# What you need to do
From the records below, report the number of lines that contain "notifier", and add nothing.

Saved data entries
- Opening Delimiter -

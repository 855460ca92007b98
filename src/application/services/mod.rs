//! Application services
//!
//! Orchestrate repositories, the clock and the notification port for each
//! use case. HTTP handlers call these and nothing below them.

pub mod assignment;
pub mod booking;
pub mod catalog;
pub mod ledger;

use std::sync::Arc;

use tracing::warn;

use super::ports::NotificationSender;
use crate::notifications::Event;

pub use assignment::{
    AssignPackCommand, AssignmentDetails, AssignmentSummary, ConflictCheck, PackAssignmentService,
    WeeklySlotInput,
};
pub use booking::{BookingService, BusySlot, CreateReservationCommand};
pub use catalog::{CreatePackCommand, PackCatalogService, UpdatePackCommand};
pub use ledger::PaymentLedgerService;

/// Hand `event` to the notifier without waiting for the outcome.
pub(crate) fn notify_detached(notifier: &Arc<dyn NotificationSender>, event: Event) {
    let notifier = notifier.clone();
    tokio::spawn(async move {
        let event_type = event.event_type();
        let user_id = event.user_id();
        if let Err(e) = notifier.send(event).await {
            warn!(error = %e, event_type, user_id, "Notification not delivered");
        }
    });
}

- Closing Delimiter -

# Solution
4